- Your assignment: Check each line below for the word "DenominationDto", and copy those that have it.

Stored data
====
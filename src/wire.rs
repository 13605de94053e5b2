//! JSON contract with the register endpoints
//!
//! Field names follow the server. Amounts travel as JSON numbers and are
//! converted to [`BigDecimal`] at this boundary.

use bigdecimal::{BigDecimal, ToPrimitive};
use serde::{Deserialize, Serialize};
use std::collections::HashMap;
use std::str::FromStr;

use crate::types::*;

/// Convert a wire amount into a decimal
pub fn amount_from_wire(value: f64) -> ReconciliationResult<BigDecimal> {
    if !value.is_finite() {
        return Err(ReconciliationError::InvalidAmount(format!(
            "non-finite amount {value}"
        )));
    }
    BigDecimal::from_str(&value.to_string())
        .map_err(|e| ReconciliationError::InvalidAmount(format!("{value}: {e}")))
}

/// Convert a decimal into a wire amount
pub fn amount_to_wire(value: &BigDecimal) -> ReconciliationResult<f64> {
    value
        .to_f64()
        .ok_or_else(|| ReconciliationError::InvalidAmount(format!("{value} does not fit in f64")))
}

/// One entry of the denominations endpoint
#[derive(Debug, Clone, PartialEq, Serialize, Deserialize)]
pub struct DenominationDto {
    pub id: u64,
    pub valor: f64,
    pub tipo: String,
    #[serde(default, skip_serializing_if = "Option::is_none")]
    pub label: Option<String>,
}

impl DenominationDto {
    pub fn into_domain(self) -> ReconciliationResult<Denomination> {
        let value = amount_from_wire(self.valor)?;
        let kind = DenominationKind::from_server_code(&self.tipo)?;
        Ok(Denomination {
            id: DenominationId(self.id),
            value,
            kind,
            label: self.label,
        })
    }
}

/// Body of the denominations endpoint
#[derive(Debug, Clone, PartialEq, Serialize, Deserialize)]
pub struct DenominationsResponse {
    pub success: bool,
    #[serde(default)]
    pub denominaciones: Vec<DenominationDto>,
    #[serde(default, skip_serializing_if = "Option::is_none")]
    pub error: Option<String>,
}

impl DenominationsResponse {
    /// Domain denominations, or an empty list when the server reported failure
    pub fn into_domain(self) -> ReconciliationResult<Vec<Denomination>> {
        if !self.success {
            return Ok(Vec::new());
        }
        self.denominaciones
            .into_iter()
            .map(DenominationDto::into_domain)
            .collect()
    }
}

/// Body of the register status endpoint
#[derive(Debug, Clone, PartialEq, Serialize, Deserialize)]
pub struct RegisterStatusResponse {
    pub success: bool,
    #[serde(default)]
    pub caja_id: Option<u64>,
    #[serde(default)]
    pub monto_inicial: f64,
    #[serde(default)]
    pub total_ingresos: f64,
    #[serde(default)]
    pub total_egresos: f64,
    #[serde(default)]
    pub total_disponible: f64,
    #[serde(default)]
    pub denominaciones_esperadas: HashMap<String, i64>,
    #[serde(default, skip_serializing_if = "Option::is_none")]
    pub error: Option<String>,
}

/// State of the open register as the close dialog needs it
#[derive(Debug, Clone, PartialEq, Serialize, Deserialize)]
pub struct RegisterStatus {
    pub register_id: Option<u64>,
    pub opening_amount: BigDecimal,
    /// Drawer inflows since opening, excluding the opening float
    pub inflows_total: BigDecimal,
    /// Drawer outflows since opening
    pub outflows_total: BigDecimal,
    /// Amount that should be in the drawer
    pub expected_total: BigDecimal,
    /// Suggested breakdown used to prefill the count
    pub expected_counts: DenominationCounts,
}

impl RegisterStatus {
    pub fn new(expected_total: BigDecimal) -> Self {
        Self {
            register_id: None,
            opening_amount: BigDecimal::from(0),
            inflows_total: BigDecimal::from(0),
            outflows_total: BigDecimal::from(0),
            expected_total,
            expected_counts: DenominationCounts::new(),
        }
    }

    pub fn with_expected_counts(mut self, counts: DenominationCounts) -> Self {
        self.expected_counts = counts;
        self
    }
}

impl RegisterStatusResponse {
    pub fn into_domain(self) -> ReconciliationResult<RegisterStatus> {
        if !self.success {
            return Err(ReconciliationError::Rejected(
                self.error
                    .unwrap_or_else(|| "could not read the register status".to_string()),
            ));
        }

        let mut expected_counts = DenominationCounts::new();
        for (id, quantity) in &self.denominaciones_esperadas {
            expected_counts.record(id.parse::<DenominationId>()?, *quantity);
        }

        Ok(RegisterStatus {
            register_id: self.caja_id,
            opening_amount: amount_from_wire(self.monto_inicial)?,
            inflows_total: amount_from_wire(self.total_ingresos)?,
            outflows_total: amount_from_wire(self.total_egresos)?,
            expected_total: amount_from_wire(self.total_disponible)?,
            expected_counts,
        })
    }
}

/// Close-out payload posted to the server
#[derive(Debug, Clone, PartialEq, Serialize, Deserialize)]
pub struct CloseRegisterRequest {
    /// Counted total; the server stores it as the declared final amount
    pub monto_declarado: f64,
    pub conteos: DenominationCounts,
    pub dinero_en_caja: f64,
    pub dinero_guardado: f64,
    pub observaciones: String,
}

/// Server answer to a close-out
#[derive(Debug, Clone, PartialEq, Serialize, Deserialize)]
pub struct CloseRegisterResponse {
    pub success: bool,
    #[serde(default)]
    pub diferencia: f64,
    #[serde(default)]
    pub monto_final_declarado: f64,
    #[serde(default)]
    pub monto_final_sistema: f64,
    #[serde(default, skip_serializing_if = "Option::is_none")]
    pub message: Option<String>,
    #[serde(default, skip_serializing_if = "Option::is_none")]
    pub error: Option<String>,
}
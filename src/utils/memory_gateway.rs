//! In-memory gateway implementation for testing

use async_trait::async_trait;
use bigdecimal::BigDecimal;
use std::sync::{Arc, RwLock, RwLockReadGuard, RwLockWriteGuard};

use crate::traits::*;
use crate::types::*;
use crate::wire::*;

#[derive(Debug)]
struct RegisterState {
    denominations: Vec<Denomination>,
    status: RegisterStatus,
    open: bool,
    submissions: Vec<CloseRegisterRequest>,
    next_failure: Option<ReconciliationError>,
}

/// In-memory register that answers like the server's close view
#[derive(Debug, Clone)]
pub struct MemoryGateway {
    state: Arc<RwLock<RegisterState>>,
}

impl MemoryGateway {
    /// Create an open register with the given reference data and status
    pub fn new(denominations: Vec<Denomination>, status: RegisterStatus) -> Self {
        Self {
            state: Arc::new(RwLock::new(RegisterState {
                denominations,
                status,
                open: true,
                submissions: Vec::new(),
                next_failure: None,
            })),
        }
    }

    fn read(&self) -> ReconciliationResult<RwLockReadGuard<'_, RegisterState>> {
        self.state
            .read()
            .map_err(|_| ReconciliationError::Network("gateway state poisoned".to_string()))
    }

    fn write(&self) -> ReconciliationResult<RwLockWriteGuard<'_, RegisterState>> {
        self.state
            .write()
            .map_err(|_| ReconciliationError::Network("gateway state poisoned".to_string()))
    }

    /// Make the next `submit_close` fail with `error`
    pub fn fail_next_submit(&self, error: ReconciliationError) {
        if let Ok(mut state) = self.state.write() {
            state.next_failure = Some(error);
        }
    }

    /// Every close-out request accepted or attempted so far
    pub fn submissions(&self) -> Vec<CloseRegisterRequest> {
        self.state
            .read()
            .map(|state| state.submissions.clone())
            .unwrap_or_default()
    }

    /// Whether the register is still open
    pub fn is_open(&self) -> bool {
        self.state.read().map(|state| state.open).unwrap_or(false)
    }
}

#[async_trait]
impl CloseRegisterGateway for MemoryGateway {
    async fn fetch_denominations(&self) -> ReconciliationResult<Vec<Denomination>> {
        Ok(self.read()?.denominations.clone())
    }

    async fn fetch_register_status(&self) -> ReconciliationResult<RegisterStatus> {
        let state = self.read()?;
        if !state.open {
            return Err(ReconciliationError::Rejected(
                "no open register".to_string(),
            ));
        }
        Ok(state.status.clone())
    }

    async fn submit_close(
        &self,
        request: &CloseRegisterRequest,
    ) -> ReconciliationResult<CloseRegisterResponse> {
        let mut state = self.write()?;
        state.submissions.push(request.clone());

        if let Some(error) = state.next_failure.take() {
            return Err(error);
        }

        if !state.open {
            return Ok(CloseRegisterResponse {
                success: false,
                diferencia: 0.0,
                monto_final_declarado: 0.0,
                monto_final_sistema: 0.0,
                message: None,
                error: Some("no open register".to_string()),
            });
        }

        if request.monto_declarado < 0.0 {
            return Ok(CloseRegisterResponse {
                success: false,
                diferencia: 0.0,
                monto_final_declarado: 0.0,
                monto_final_sistema: 0.0,
                message: None,
                error: Some("invalid declared amount".to_string()),
            });
        }

        let declared = amount_from_wire(request.monto_declarado)?;
        let system = state.status.expected_total.clone();
        let difference: BigDecimal = &declared - &system;

        state.open = false;

        Ok(CloseRegisterResponse {
            success: true,
            diferencia: amount_to_wire(&difference)?,
            monto_final_declarado: amount_to_wire(&declared)?,
            monto_final_sistema: amount_to_wire(&system)?,
            message: Some("register closed".to_string()),
            error: None,
        })
    }
}
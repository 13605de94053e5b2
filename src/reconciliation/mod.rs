//! Cash drawer reconciliation: counting, validation and the close dialog session

pub mod calculator;
pub mod expected;
pub mod session;
pub mod validators;

pub use calculator::*;
pub use expected::*;
pub use session::*;
pub use validators::*;
//! Tracing/logging initialization

use tracing_subscriber::EnvFilter;

/// Install a JSON `tracing` subscriber filtered by `RUST_LOG` (default `info`).
///
/// Safe to call multiple times (subsequent calls are no-ops).
pub fn init() {
    let filter = EnvFilter::try_from_default_env().unwrap_or_else(|_| EnvFilter::new("info"));

    let _ = tracing_subscriber::fmt()
        .with_env_filter(filter)
        .json()
        .with_target(false)
        .try_init();
}

/// Human-readable variant for interactive use
pub fn init_pretty() {
    let filter = EnvFilter::try_from_default_env().unwrap_or_else(|_| EnvFilter::new("info"));

    let _ = tracing_subscriber::fmt()
        .with_env_filter(filter)
        .with_target(false)
        .try_init();
}

#[cfg(test)]
mod tests {
    use super::*;

    #[test]
    fn test_init_is_idempotent() {
        init();
        init();
        init_pretty();
    }
}
//! Cash reconciliation arithmetic: counted totals, variance and the
//! distribution/breakdown checks run before a close-out is accepted.

use bigdecimal::BigDecimal;
use std::collections::HashMap;

use crate::types::*;

/// Reconciliation calculator with a fixed comparison tolerance
#[derive(Debug, Clone, PartialEq)]
pub struct ReconciliationCalculator {
    tolerance: BigDecimal,
}

impl Default for ReconciliationCalculator {
    fn default() -> Self {
        Self::new(default_tolerance())
    }
}

impl ReconciliationCalculator {
    /// Create a calculator with an explicit tolerance
    pub fn new(tolerance: BigDecimal) -> Self {
        Self {
            tolerance: tolerance.abs(),
        }
    }

    pub fn tolerance(&self) -> &BigDecimal {
        &self.tolerance
    }

    /// Whether two amounts differ by more than the tolerance
    pub fn differs(&self, a: &BigDecimal, b: &BigDecimal) -> bool {
        (a - b).abs() > self.tolerance
    }

    /// Sum `value * quantity` over the counted denominations.
    ///
    /// Ids with no matching denomination contribute nothing.
    pub fn counted_total(
        &self,
        counts: &DenominationCounts,
        denominations: &[Denomination],
    ) -> BigDecimal {
        let values: HashMap<DenominationId, &BigDecimal> =
            denominations.iter().map(|d| (d.id, &d.value)).collect();

        counts
            .iter()
            .filter(|(_, quantity)| *quantity > 0)
            .filter_map(|(id, quantity)| {
                values
                    .get(&id)
                    .map(|value| *value * &BigDecimal::from(quantity))
            })
            .sum()
    }

    /// Counted minus expected, classified against the tolerance
    pub fn variance(&self, counted_total: &BigDecimal, expected_total: &BigDecimal) -> Variance {
        self.classify(counted_total - expected_total)
    }

    /// Classify an already computed signed difference
    pub fn classify(&self, amount: BigDecimal) -> Variance {
        let classification = if amount > self.tolerance {
            VarianceClassification::Surplus
        } else if amount < -self.tolerance.clone() {
            VarianceClassification::Shortage
        } else {
            VarianceClassification::Balanced
        };

        Variance {
            amount,
            classification,
        }
    }

    /// Check that the declared split adds up to the counted total.
    ///
    /// Negative declared amounts are rejected before the sum is compared.
    pub fn validate_distribution(
        &self,
        cash_on_hand: &BigDecimal,
        cash_stored: &BigDecimal,
        counted_total: &BigDecimal,
    ) -> ReconciliationResult<()> {
        let zero = BigDecimal::from(0);
        for (field, amount) in [("cash on hand", cash_on_hand), ("cash stored", cash_stored)] {
            if *amount < zero {
                return Err(ReconciliationError::InvalidAmount(format!(
                    "{field} cannot be negative, got {amount}"
                )));
            }
        }
        if *cash_on_hand == zero && *cash_stored == zero {
            return Err(ReconciliationError::EmptyDistribution);
        }

        let declared = cash_on_hand + cash_stored;
        if self.differs(&declared, counted_total) {
            return Err(ReconciliationError::DistributionMismatch {
                declared,
                counted: counted_total.clone(),
            });
        }

        Ok(())
    }

    /// Check that the cash left in the drawer is backed by the denomination count.
    ///
    /// Only applies when some cash is declared as on hand.
    pub fn validate_denomination_breakdown(
        &self,
        counted_total: &BigDecimal,
        cash_on_hand: &BigDecimal,
    ) -> ReconciliationResult<()> {
        if *cash_on_hand > BigDecimal::from(0) && self.differs(counted_total, cash_on_hand) {
            return Err(ReconciliationError::BreakdownMismatch {
                counted: counted_total.clone(),
                cash_on_hand: cash_on_hand.clone(),
            });
        }
        Ok(())
    }
}

/// Sum `value * quantity` using the default tolerance calculator
pub fn compute_counted_total(
    counts: &DenominationCounts,
    denominations: &[Denomination],
) -> BigDecimal {
    ReconciliationCalculator::default().counted_total(counts, denominations)
}

/// Variance between counted and expected totals with the default tolerance
pub fn compute_variance(counted_total: &BigDecimal, expected_total: &BigDecimal) -> Variance {
    ReconciliationCalculator::default().variance(counted_total, expected_total)
}

/// Validate the declared split with the default tolerance
pub fn validate_distribution(
    cash_on_hand: &BigDecimal,
    cash_stored: &BigDecimal,
    counted_total: &BigDecimal,
) -> ReconciliationResult<()> {
    ReconciliationCalculator::default().validate_distribution(
        cash_on_hand,
        cash_stored,
        counted_total,
    )
}

/// Validate the denomination breakdown with the default tolerance
pub fn validate_denomination_breakdown(
    counted_total: &BigDecimal,
    cash_on_hand: &BigDecimal,
) -> ReconciliationResult<()> {
    ReconciliationCalculator::default().validate_denomination_breakdown(counted_total, cash_on_hand)
}
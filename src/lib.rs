//! # Caja Core
//!
//! Cash register close-out for a small retail business: denomination counts,
//! drawer reconciliation, variance classification and the close-register
//! contract with the server.
//!
//! ## Features
//!
//! - **Counting**: sum bills and coins from operator-entered quantities
//! - **Variance**: counted vs. expected cash, classified as surplus, shortage or balanced
//! - **Distribution checks**: cash left in the drawer plus cash stored must match the count
//! - **Close session**: typed dialog state with synchronous revalidation on every input
//! - **Expected cash**: system total from register movements and a suggested breakdown
//! - **Gateway abstraction**: in-memory and (with the `http` feature) HTTP implementations
//!
//! ## Quick Start
//!
//! ```rust
//! use caja_core::{
//!     CloseRegisterSession, Denomination, DenominationId, ReconciliationConfig, RegisterStatus,
//! };
//! use bigdecimal::BigDecimal;
//!
//! let denominations = vec![Denomination::bill(1, 50000), Denomination::coin(2, 500)];
//! let status = RegisterStatus::new(BigDecimal::from(51000));
//! let mut session =
//!     CloseRegisterSession::open(denominations, status, &ReconciliationConfig::default()).unwrap();
//!
//! session.set_count(DenominationId(1), 1).unwrap();
//! session.set_count(DenominationId(2), 2).unwrap();
//!
//! assert!(session.state().is_valid());
//! assert!(session.variance().is_balanced());
//! ```

pub mod config;
#[cfg(feature = "http")]
pub mod http_gateway;
pub mod observability;
pub mod reconciliation;
pub mod traits;
pub mod types;
pub mod utils;
pub mod wire;

// Re-export commonly used types
pub use config::*;
#[cfg(feature = "http")]
pub use http_gateway::HttpGateway;
pub use reconciliation::*;
pub use traits::*;
pub use types::*;
pub use wire::*;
====
- Output of the task:
pub struct DenominationDto {
impl DenominationDto {
    pub denominaciones: Vec<DenominationDto>,
            .map(DenominationDto::into_domain)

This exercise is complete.